The pulse of environmental carbon-14 released by atom bomb tests in the early years of the Cold War has allowed researchers to understand how humans can still mount an immune response to diverse pathogens well into their 50’s and 60’s, according to a study led by Jonas Frisén at the Karolinska Institute in Sweden, publishing on October 29 in the open-access journal PLOS Biology.
T cells, which are produced by the thymus and represent one of the major arms of our immune defences, have unique and highly variable cell surface receptors that allow them to detect specific molecular patterns presented by pathogens or cancerous cells. Thus, the diversity of a person’s T cell repertoire determines the diversity of pathogens and cancer cells that their immune system can target. But as we age, new T cells are no longer produced by the thymus; instead the T cell pool is maintained by existing T cells replicating clonally.
To investigate how this process is regulated to prevent a loss of T cell diversity with age, the researchers isolated naïve T cells from blood samples of 59 healthy adults and exploited a unique global “experiment.” During the 1950s and 60s, the nuclear weapon tests resulted in a substantial global release into the atmosphere of the radioactive isotope carbon-14 that has since been incorporated into the DNA of the human population.
This handy pulse allowed the scientists to use carbon-14 DNA dating to probe the life history of T cell populations.
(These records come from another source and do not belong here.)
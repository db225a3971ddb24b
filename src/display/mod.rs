pub mod display_probe;
pub mod enumerator;
pub mod graphics_config;
pub mod projector;
pub mod reconciler;

use crate::error::{AppError, Result};
use once_cell::sync::Lazy;
use regex::Regex;
use serde::{Deserialize, Serialize};
use std::fmt::Display;
use std::str::FromStr;

pub use display_probe::{
    DisplayGeometry, DisplayProbe, StaticDisplayProbe, ToolDisplayProbe, ToolProbeSettings,
};
pub use enumerator::{
    enumerate_resolutions, query_current_resolution, CommandOutput, CommandRunner, SystemCommandRunner,
};
pub use projector::ResolutionProjector;
pub use reconciler::{fallback_resolutions, reconcile_resolutions};

/// Aspect ratio above which a mode counts as ultra-wide. 16:9 is ~1.7778.
pub const ULTRA_WIDE_THRESHOLD: f64 = 1.78;

static RESOLUTION_TOKEN: Lazy<Regex> =
    Lazy::new(|| Regex::new(r"^(\d+)\s*[xX]\s*(\d+)$").expect("resolution pattern is valid"));

/// A display mode in physical pixels.
#[derive(Debug, Clone, Copy, PartialEq, Eq, Hash, Serialize, Deserialize)]
pub struct ResolutionRecord {
    pub width: u32,
    pub height: u32,
}

impl ResolutionRecord {
    pub fn new(width: u32, height: u32) -> Result<Self> {
        if width == 0 || height == 0 {
            return Err(AppError::InvalidInput(format!(
                "resolution must be positive, got {}x{}",
                width, height
            )));
        }
        Ok(Self { width, height })
    }

    pub fn aspect_ratio(&self) -> f64 {
        self.width as f64 / self.height as f64
    }

    pub fn is_ultra_wide(&self) -> bool {
        self.aspect_ratio() > ULTRA_WIDE_THRESHOLD
    }
}

impl Display for ResolutionRecord {
    fn fmt(&self, f: &mut std::fmt::Formatter<'_>) -> std::fmt::Result {
        write!(f, "{}x{}", self.width, self.height)
    }
}

impl FromStr for ResolutionRecord {
    type Err = AppError;

    fn from_str(s: &str) -> Result<Self> {
        let caps = RESOLUTION_TOKEN
            .captures(s.trim())
            .ok_or_else(|| AppError::ParseError(format!("invalid resolution '{}'", s)))?;

        let parse = |idx: usize| -> Result<u32> {
            caps[idx]
                .parse::<u32>()
                .map_err(|e| AppError::ParseError(format!("invalid resolution '{}': {}", s, e)))
        };

        ResolutionRecord::new(parse(1)?, parse(2)?)
    }
}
They found that there is a constant turnover of all naïve T cells, but the frequency of cell turnover declines with age from an average of 1.7 years in 20-30-year-olds to 6.6 years in 50-65-year-olds, helping individuals to maintain T cell numbers despite the declining production in the thymus.
The authors also used mass cytometry to show that levels of the CD31 protein–which is highest in T cells produced by the thymus but then progressively dilutes with each clonal division–are correlated with phosphorylation of a transcription factor, NF-kB, which is known to be essential for T cell replication. This means that T cell clones that have divided many times since their production (and are therefore more numerous) are less likely to do so again. The authors suggest that this negative feedback loop may help to prevent certain T cell types coming to dominate the immune cell pool, which would thereby reduce the diversity of pathogens that can be detected.